Дед Пахом рубил дрова. Он ставил на колоду большое полено, с громким вздохом поднимал тяжелый колун и, крякнув, обрушивал его на полено, которое разлеталось на две половинки. Дамкин, который давно уже не видел, как колют дрова, некоторое время зачарованно следил за действиями деда Пахома.

– Что, попробовать хошь? - спросил дед, отдуваясь.

– Не, - сознался Дамкин. - У меня не получится.

– А чо тут получаться? Поднял топор, опустил, хряп и пополам!

– Хряп и мимо. Прямо по ноге.

– И чему вас в городе учат?

– Вот узнать бы! - согласился Дамкин. - Пойду-ка я лучше искупаюсь. Речку-то вашу еще не загадили?

– Да пока нет. Химзавод, слава КПСС, ниже по течению построили, там все и засрали, а у нас чисто! Даже рыба есть.

– Эй, Стрекозов! Ты свой стишок сочинил? А то пойдем купаться!

– Не стишок, а стихотворение, - пробурчал Стрекозов, выползая из сарая на свет божий. - Я бы даже сказал, поэмку.

– Пойдем, пойдем! - поторопил друга жизнерадостный Дамкин, и литераторы побежали по деревенской улице к реке.

Улица плавно перешла в тропинку, а тропинка привела к небольшому дощатому мостику, на котором веснушчатая деревенская девушка в ситцевом платье и кирзовых сапогах полоскала белье.

– Доброе утро, селянка! - поздоровался Дамкин.

Девушка смерила литераторов недобрым взглядом и молча отвернулась.

– Невежливо, - заметил Дамкин и начал раздеваться. Раздевшись до трусов, синих в горошек с белыми полосками по бокам и белой надписью "Адидас" на заднице, Дамкин, словно бегемот, плюхнулся в воду, подняв целое облако брызг.

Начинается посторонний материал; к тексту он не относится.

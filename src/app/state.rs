use crate::{
    core::{api::ApiClient, chat::ChatSummary, session::Session, socket::OutboundFrame},
    models::message::ChatMessage,
};
use tokio::{sync::mpsc, task::JoinHandle};

/// Chat id of a thread that has not been persisted yet; the backend mints
/// a real uuid on connect.
pub const NEW_CHAT_ID: &str = "new";

/// Which credential form the signed-out screen shows.
#[derive(Clone, Copy, Debug, PartialEq, Eq)]
pub enum AuthMode {
    Login,
    Signup,
}

/// Fields of the profile-edit dialog.
#[derive(Clone, Debug, Default)]
pub struct ProfileEdit {
    pub username: String,
    pub avatar: String,
    pub api_key: String,
}

/// Handle to the running socket task for the current thread. Dropping the
/// outbound sender and aborting the task is the only teardown needed.
pub struct SocketHandle {
    pub task: JoinHandle<()>,
    pub outbound_tx: mpsc::Sender<OutboundFrame>,
}

impl SocketHandle {
    pub fn shutdown(self) {
        self.task.abort();
    }
}

/// Represents the various states of the application's lifecycle.
pub enum AppState {
    Startup,
    SignedOut {
        mode: AuthMode,
        email_input: String,
        username_input: String,
        password_input: String,
        error: Option<String>,
        notice: Option<String>,
    },
    Authenticating {
        status_message: String,
        return_mode: AuthMode,
    },
    LoggedIn {
        session: Session,
        api: ApiClient,
        chats: Vec<ChatSummary>,
        current_chat: String,
        messages: Vec<ChatMessage>,
        draft: String,
        awaiting_reply: bool,
        socket: Option<SocketHandle>,
        last_error: Option<String>,
        profile_edit: ProfileEdit,
        show_profile_window: bool,
    },
}

impl AppState {
    pub fn signed_out() -> Self {
        AppState::SignedOut {
            mode: AuthMode::Login,
            email_input: String::new(),
            username_input: String::new(),
            password_input: String::new(),
            error: None,
            notice: None,
        }
    }
}
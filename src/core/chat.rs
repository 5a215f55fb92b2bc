use chrono::{DateTime, Utc};
use serde::Deserialize;

use crate::core::api::ApiClient;
use crate::models::message::{ChatMessage, FileRef};
use crate::utils::files::{mime_for_name, name_from_path};

/// Username of the backend account that authors assistant replies.
const ASSISTANT_USERNAME: &str = "llm";

#[derive(Deserialize, Debug, Clone, PartialEq)]
pub struct ChatSummary {
    pub id: i64,
    pub uuid: String,
    pub name: String,
}

#[derive(Deserialize)]
struct Paginated<T> {
    results: Vec<T>,
}

#[derive(Deserialize)]
struct MessageRow {
    uuid: String,
    content: String,
    #[serde(default)]
    file: Option<String>,
    #[serde(default)]
    timestamp: Option<DateTime<Utc>>,
    #[serde(default)]
    user: Option<MessageUser>,
}

#[derive(Deserialize)]
struct MessageUser {
    username: String,
}

/// Read access to the chat-list and chat-history endpoints.
#[derive(Clone)]
pub struct ChatClient {
    api: ApiClient,
}

impl ChatClient {
    pub fn new(api: ApiClient) -> Self {
        Self { api }
    }

    pub async fn list_chats(&self) -> Result<Vec<ChatSummary>, eyre::Report> {
        let page: Paginated<ChatSummary> = self.api.get("/api/chat/").await?;
        Ok(page.results)
    }

    /// Fetches a thread's messages. The backend returns them newest-first;
    /// they are reversed here so the log reads top-down.
    pub async fn fetch_history(&self, chat_uuid: &str) -> Result<Vec<ChatMessage>, eyre::Report> {
        let path = format!("/api/chat/{chat_uuid}/messages/");
        let page: Paginated<MessageRow> = self.api.get(&path).await?;

        let mut messages: Vec<ChatMessage> = page
            .results
            .into_iter()
            .map(|row| {
                let is_user = row
                    .user
                    .as_ref()
                    .is_none_or(|u| u.username != ASSISTANT_USERNAME);
                let file = row.file.as_deref().map(|path| FileRef {
                    name: name_from_path(path),
                    mime: mime_for_name(path),
                });
                ChatMessage::from_history(row.uuid, row.content, is_user, file, row.timestamp)
            })
            .collect();
        messages.reverse();
        Ok(messages)
    }
}

#[cfg(test)]
mod tests {
    use super::*;
    use crate::core::api::SessionTokens;
    use pretty_assertions::assert_eq;
    use serde_json::json;
    use url::Url;
    use wiremock::matchers::{method, path};
    use wiremock::{Mock, MockServer, ResponseTemplate};

    fn client_for(server: &MockServer) -> ChatClient {
        let api = ApiClient::new(
            Url::parse(&server.uri()).unwrap(),
            SessionTokens {
                access: "a".to_string(),
                refresh: "r".to_string(),
            },
        )
        .unwrap();
        ChatClient::new(api)
    }

    #[tokio::test]
    async fn chat_list_unwraps_the_results_envelope() {
        let server = MockServer::start().await;
        Mock::given(method("GET"))
            .and(path("/api/chat/"))
            .respond_with(ResponseTemplate::new(200).set_body_json(json!({
                "results": [
                    { "id": 2, "uuid": "u2", "name": "rust questions" },
                    { "id": 1, "uuid": "u1", "name": "first chat" },
                ]
            })))
            .mount(&server)
            .await;

        let chats = client_for(&server).list_chats().await.unwrap();
        assert_eq!(chats.len(), 2);
        assert_eq!(chats[0].id, 2);
        assert_eq!(chats[0].uuid, "u2");
    }

    #[tokio::test]
    async fn history_is_reversed_and_attributed() {
        let server = MockServer::start().await;
        Mock::given(method("GET"))
            .and(path("/api/chat/abc/messages/"))
            .respond_with(ResponseTemplate::new(200).set_body_json(json!({
                "results": [
                    {
                        "uuid": "m2",
                        "content": "hello back",
                        "user": { "username": "llm" },
                        "timestamp": "2026-08-01T10:00:05Z"
                    },
                    {
                        "uuid": "m1",
                        "content": "hello",
                        "user": { "username": "ada" },
                        "file": "/media/uploads/notes.pdf",
                        "timestamp": "2026-08-01T10:00:00Z"
                    },
                ]
            })))
            .mount(&server)
            .await;

        let messages = client_for(&server).fetch_history("abc").await.unwrap();
        assert_eq!(messages.len(), 2);

        // Oldest first after the reversal.
        assert_eq!(messages[0].id, "m1");
        assert_eq!(messages[0].content, "hello");
        assert!(messages[0].is_user);
        assert_eq!(
            messages[0].file,
            Some(FileRef {
                name: "notes.pdf".to_string(),
                mime: "application/pdf".to_string(),
            })
        );

        assert_eq!(messages[1].id, "m2");
        assert!(!messages[1].is_user);
        // History never animates.
        assert!(!messages[1].is_new);
    }
}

– Стрекозов, какой кайф! Ныряй!

– Щас! - отозвался Стрекозов и, тоже раздевшись до таких же, как у Дамкина, трусов, только красного цвета, медленно зашел в воду.

– Хороша водичка, - сказал он веснушчатой девушке и, видя, что она не отвечает, обратился к Дамкину. - Дамкин, по-моему, наша селянка не понимает по-русски!

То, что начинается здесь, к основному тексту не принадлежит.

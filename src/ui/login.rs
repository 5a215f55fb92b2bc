use crate::app::state::{AppState, AuthMode};
use eframe::egui::{self, Align, Color32, Key, Layout, TextEdit};

#[derive(Debug, Clone, Copy, PartialEq, Eq)]
pub enum LoginAction {
    Login,
    Signup,
}

pub fn draw_signed_out(ctx: &egui::Context, state: &mut AppState) -> Option<LoginAction> {
    let mut action = None;

    if let AppState::SignedOut {
        mode,
        email_input,
        username_input,
        password_input,
        error,
        notice,
    } = state
    {
        egui::CentralPanel::default().show(ctx, |ui| {
            ui.with_layout(Layout::top_down(Align::Center), |ui| {
                ui.add_space(ui.available_height() * 0.15);
                ui.heading("Parlance");
                ui.label("A conversational assistant client");
                ui.add_space(24.0);

                ui.allocate_ui(egui::Vec2::new(280.0, 0.0), |ui| {
                    ui.label("Email");
                    ui.add(TextEdit::singleline(email_input).hint_text("john.doe@example.com"));

                    if *mode == AuthMode::Signup {
                        ui.label("Username");
                        ui.add(TextEdit::singleline(username_input).hint_text("johndoe"));
                    }

                    ui.label("Password");
                    let response = ui.add(TextEdit::singleline(password_input).password(true));
                    let enter_pressed =
                        response.lost_focus() && ctx.input(|i| i.key_pressed(Key::Enter));

                    ui.add_space(12.0);

                    let filled = !email_input.is_empty()
                        && !password_input.is_empty()
                        && (*mode == AuthMode::Login || !username_input.is_empty());
                    let can_submit = filled;

                    let label = match mode {
                        AuthMode::Login => "Log in",
                        AuthMode::Signup => "Sign up",
                    };
                    if ui.add_enabled(can_submit, egui::Button::new(label)).clicked()
                        || (enter_pressed && can_submit)
                    {
                        action = Some(match mode {
                            AuthMode::Login => LoginAction::Login,
                            AuthMode::Signup => LoginAction::Signup,
                        });
                    }

                    let switch_label = match mode {
                        AuthMode::Login => "New here? Create an account",
                        AuthMode::Signup => "Already have an account? Log in",
                    };
                    if ui.link(switch_label).clicked() {
                        *mode = match mode {
                            AuthMode::Login => AuthMode::Signup,
                            AuthMode::Signup => AuthMode::Login,
                        };
                        *error = None;
                    }

                    if let Some(err) = error {
                        ui.colored_label(Color32::RED, err.as_str());
                    }
                    if let Some(note) = notice {
                        ui.label(note.as_str());
                    }
                });
            });
        });
    }

    action
}
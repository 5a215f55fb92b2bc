mod app;
mod core;
mod events;
mod models;
mod ui;
mod utils;

use eframe::NativeOptions;
use tokio::runtime::Runtime;
use tracing_subscriber::EnvFilter;

fn main() -> eframe::Result<()> {
    // Setup file-based logging
    let file_appender = tracing_appender::rolling::never(".", "parlance.log");
    let (non_blocking, _guard) = tracing_appender::non_blocking(file_appender);
    tracing_subscriber::fmt()
        .with_env_filter(EnvFilter::from_default_env())
        .with_writer(non_blocking)
        .init();

    let runtime = Runtime::new().expect("Failed to create Tokio runtime");
    // Background tasks are spawned from the UI thread; entering the runtime
    // makes tokio::spawn work there while the workers run the tasks.
    let _enter = runtime.enter();

    let native_options = NativeOptions::default();
    eframe::run_native(
        "Parlance",
        native_options,
        Box::new(move |cc| {
            let app = ui::app_layout::App::new(cc);
            Ok(Box::new(app))
        }),
    )
}
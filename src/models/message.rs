use chrono::{DateTime, Utc};
use uuid::Uuid;

use crate::utils::segmenter::segment_message;

/// One atomic unit of a decomposed message: a run of plain text, or a
/// fenced code block with its declared language tag.
#[derive(Clone, Debug, PartialEq)]
pub enum Segment {
    Text(String),
    Code { language: String, code: String },
}

/// A file attachment as displayed in the log. The raw bytes only ever live
/// inside the outbound socket frame.
#[derive(Clone, Debug, PartialEq)]
pub struct FileRef {
    pub name: String,
    pub mime: String,
}

#[derive(Clone, Debug)]
pub struct ChatMessage {
    pub id: String,
    pub is_user: bool,
    /// True only for assistant replies that arrived live over the socket.
    /// Controls whether the text segments are revealed with the typing
    /// animation; history is always rendered statically.
    pub is_new: bool,
    pub content: String,
    pub segments: Vec<Segment>,
    pub file: Option<FileRef>,
    pub timestamp: Option<DateTime<Utc>>,
}

impl ChatMessage {
    /// A message the local user just typed or uploaded.
    pub fn user(content: String, file: Option<FileRef>) -> Self {
        Self {
            id: Uuid::new_v4().to_string(),
            is_user: true,
            is_new: false,
            segments: segment_message(&content),
            content,
            file,
            timestamp: None,
        }
    }

    /// An assistant reply that just arrived over the socket.
    pub fn assistant(
        id: String,
        content: String,
        file: Option<FileRef>,
        timestamp: Option<DateTime<Utc>>,
    ) -> Self {
        Self {
            id,
            is_user: false,
            is_new: true,
            segments: segment_message(&content),
            content,
            file,
            timestamp,
        }
    }

    /// A message loaded from the history service.
    pub fn from_history(
        id: String,
        content: String,
        is_user: bool,
        file: Option<FileRef>,
        timestamp: Option<DateTime<Utc>>,
    ) -> Self {
        Self {
            id,
            is_user,
            is_new: false,
            segments: segment_message(&content),
            content,
            file,
            timestamp,
        }
    }
}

– Пошел ты в жопу, козел! - вдруг сказала селянка на чистейшем русском языке таким грубым прокуренным голосом, что Стрекозов окунулся в воду с головой, а когда вынырнул, она уже собрала свое бельишко и, тяжело хлюпая сапогами, поднималась вверх по тропинке.

Стрекозов огляделся. Дамкин плавал на середине реки на спине и при этом пел неприличные деревенские частушки:

– По деревне едет трактор, Тракторист весь светится, Председатель утопился, А парторг повесился!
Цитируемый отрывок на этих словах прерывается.